Die Geschichte des Films folgt einer Pflegekraft und getrennt erziehender Mutter in einer dänischen Kleinstadt, vom Berufseinstieg bis zum Burn-out durch die Überbelastung durch Erwerbs- und Erziehungsarbeit. Die Pflegearbeit wird hier stärker noch als in den beiden anderen Filmen auf ihre Ambivalenz zwischen professionellem und sozialem Handeln hin untersucht, dabei hebt der Film die emotionale Tiefe und die ethische Verantwortung hervor, die professionelle Pflege innerhalb von Familien und Gemeinschaften bedeutet.
Petersen legt ein besonderes Augenmerk auf die Konfliktlinie, die sich zwischen dem ökonomischen Druck, der sich in der Organisation der Arbeitsabläufe äußert, und dem engagierten sozialen Handeln, das sich nur schwer in Zeitkontingente fassen lässt, abzeichnet.
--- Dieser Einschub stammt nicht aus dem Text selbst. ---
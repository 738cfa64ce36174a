//! View models produced by each feature's render function
//!
//! Rendering a model is a pure function from the feature's data to a
//! [`Panel`]; the terminal UI only ever draws panels. This keeps every
//! feature's presentation testable without a terminal.

use crate::data::alerts::ActiveAlerts;
use crate::data::clock::ClockReading;
use crate::data::network::NetworkInfo;
use crate::data::news::Headlines;
use crate::data::speed::SpeedEstimate;
use crate::data::weather::WeatherReport;
use crate::feature::FeatureKind;

pub const WEATHER_FALLBACK: &str = "Weather unavailable";
pub const NEWS_FALLBACK: &str = "News unavailable";
pub const NETWORK_FALLBACK: &str = "Network info unavailable";
pub const SPEED_FALLBACK: &str = "Speed test failed";

/// Glyph shown in front of an active alert headline
pub const ALERT_GLYPH: &str = "\u{1F6A8}"; // 🚨

/// The full content of one screen region
#[derive(Debug, Clone, PartialEq)]
pub enum Panel {
    Clock(ClockView),
    Weather(WeatherView),
    Alert(AlertBanner),
    News(NewsView),
    Network(NetworkView),
    Speed(SpeedView),
    /// Fallback text for a feature whose last cycle failed
    Unavailable { kind: FeatureKind, message: String },
}

impl Panel {
    /// The feature (and therefore region) this panel belongs to
    pub fn kind(&self) -> FeatureKind {
        match self {
            Panel::Clock(_) => FeatureKind::Clock,
            Panel::Weather(_) => FeatureKind::Weather,
            Panel::Alert(_) => FeatureKind::Alerts,
            Panel::News(_) => FeatureKind::News,
            Panel::Network(_) => FeatureKind::Network,
            Panel::Speed(_) => FeatureKind::SpeedTest,
            Panel::Unavailable { kind, .. } => *kind,
        }
    }

    pub fn unavailable(kind: FeatureKind, message: &str) -> Self {
        Panel::Unavailable {
            kind,
            message: message.to_string(),
        }
    }
}

#[derive(Debug, Clone, PartialEq, Eq)]
pub struct ClockView {
    pub date: String,
    pub time: String,
}

#[derive(Debug, Clone, PartialEq, Eq)]
pub struct WeatherView {
    /// City name reported by the provider
    pub location: String,
    /// e.g. "⛅ scattered clouds | 81°F"
    pub summary: String,
    pub forecast: Vec<ForecastCell>,
}

#[derive(Debug, Clone, PartialEq, Eq)]
pub struct ForecastCell {
    /// "Today" or a short weekday name
    pub label: String,
    pub glyph: &'static str,
    pub temperature: String,
    pub description: String,
}

/// The weather-alert banner; hidden banners carry no text
#[derive(Debug, Clone, PartialEq, Eq, Default)]
pub struct AlertBanner {
    pub visible: bool,
    pub text: String,
}

impl AlertBanner {
    pub fn hidden() -> Self {
        Self::default()
    }
}

#[derive(Debug, Clone, PartialEq, Eq)]
pub struct NewsView {
    pub source: String,
    pub headlines: Vec<String>,
}

#[derive(Debug, Clone, PartialEq, Eq)]
pub struct NetworkView {
    pub rows: Vec<(&'static str, String)>,
}

#[derive(Debug, Clone, PartialEq, Eq)]
pub struct SpeedView {
    /// e.g. "94 Mbps"
    pub headline: String,
    /// e.g. "10.0 MB in 0.85 s"
    pub detail: String,
}

pub fn render_clock(reading: &ClockReading) -> Panel {
    Panel::Clock(ClockView {
        date: reading.date.clone(),
        time: reading.time.clone(),
    })
}

pub fn render_weather(report: &WeatherReport) -> Panel {
    let summary = format!(
        "{} {} | {}\u{b0}F",
        weather_glyph(&report.icon),
        report.description,
        report.temperature_f
    );

    let forecast = report
        .forecast
        .iter()
        .map(|day| ForecastCell {
            label: day.label.clone(),
            glyph: weather_glyph(&day.icon),
            temperature: format!("{}\u{b0}F", day.temperature_f),
            description: day.description.clone(),
        })
        .collect();

    Panel::Weather(WeatherView {
        location: report.location.clone(),
        summary,
        forecast,
    })
}

/// Visible iff at least one alert is active for the zone
pub fn render_alerts(alerts: &ActiveAlerts) -> Panel {
    let Some(first) = alerts.headlines.first() else {
        return Panel::Alert(AlertBanner::hidden());
    };

    let mut text = format!("{} {}", ALERT_GLYPH, first);
    let more = alerts.headlines.len() - 1;
    if more > 0 {
        text.push_str(&format!(" (+{} more)", more));
    }

    Panel::Alert(AlertBanner {
        visible: true,
        text,
    })
}

pub fn render_news(headlines: &Headlines) -> Panel {
    Panel::News(NewsView {
        source: headlines.source.clone(),
        headlines: headlines.items.iter().map(|h| h.title.clone()).collect(),
    })
}

pub fn render_network(info: &NetworkInfo) -> Panel {
    let mut rows = vec![("IP", info.ip.clone())];
    if let Some(location) = &info.location {
        rows.push(("Location", location.clone()));
    }
    if let Some(provider) = &info.provider {
        rows.push(("Provider", provider.clone()));
    }
    if let Some(timezone) = &info.timezone {
        rows.push(("Timezone", timezone.clone()));
    }
    Panel::Network(NetworkView { rows })
}

pub fn render_speed(estimate: &SpeedEstimate) -> Panel {
    Panel::Speed(SpeedView {
        headline: format!("{} Mbps", estimate.mbps),
        detail: format!(
            "{} in {:.2} s",
            format_bytes(estimate.bytes),
            estimate.elapsed_ms as f64 / 1000.0
        ),
    })
}

/// Maps an OpenWeatherMap icon code ("01d", "10n", ...) to a glyph
pub fn weather_glyph(icon: &str) -> &'static str {
    match icon.get(..2) {
        Some("01") => "\u{2600}",  // ☀
        Some("02") => "\u{26C5}",  // ⛅
        Some("03") | Some("04") => "\u{2601}", // ☁
        Some("09") => "\u{1F327}", // 🌧
        Some("10") => "\u{1F326}", // 🌦
        Some("11") => "\u{26C8}",  // ⛈
        Some("13") => "\u{2744}",  // ❄
        Some("50") => "\u{1F32B}", // 🌫
        _ => "\u{2022}",           // •
    }
}

/// Formats a byte count with a decimal unit
fn format_bytes(bytes: u64) -> String {
    const KB: f64 = 1_000.0;
    const MB: f64 = KB * 1_000.0;
    let bytes = bytes as f64;
    if bytes >= MB {
        format!("{:.1} MB", bytes / MB)
    } else if bytes >= KB {
        format!("{:.1} kB", bytes / KB)
    } else {
        format!("{} B", bytes)
    }
}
Dabei kann er zeigen, dass strukturelle Probleme des Gesundheitswesens sich auf individueller Ebene in die Körper der Pflegekräfte einschreiben, sie emotional verschleißen und sie krank machen.
Die filmische Gestaltung dieser drei Filme beeinflusst maßgeblich, wie Pflege als soziale Realität inszeniert wird und ob sie es vermögen, dass sich mehr Menschen für die politischen Anliegen der Pflegekräfte einsetzen. Während Heldin durch die dramatische Inszenierung die Pflegekräfte als heroische Figuren stilisiert und Pflege als individuelle Herausforderung und moralischen Kampf darstellt; setzen Palliativstation und Home Sweet Home auf Zurückhaltung und Realismus, um die unsichtbaren Aspekte der Pflegearbeit sichtbar zu machen: die Überlastung des Personals, die unzureichenden Ressourcen und die oft übersehene Bedeutung von zwischenmenschlichen Beziehungen in der Pflege. Besonders Palliativstation macht die systemische Natur des Problems deutlich, indem er zeigt, wie sehr Pflegekräfte und Patient*innen gleichermaßen unter den gegebenen Bedingungen leiden. Ohne in Mutlosigkeit zu verfallen, weckt er ein sympathisches Verständnis für die Situation der Angestellten ebenso wie der Patient*innen der von ihm dokumentierten Station.
So demonstrieren diese drei Filme nachdrücklich, wie sich filmische Form nicht nur auf die Erzählweise, sondern auch auf die politische Lesbarkeit eines Themas und die Sichtbarmachung sozialer und ökonomische Zusammenhänger auswirkt – insbesondere wenn es um eine so zentrale gesellschaftliche Frage wie die Pflege geht.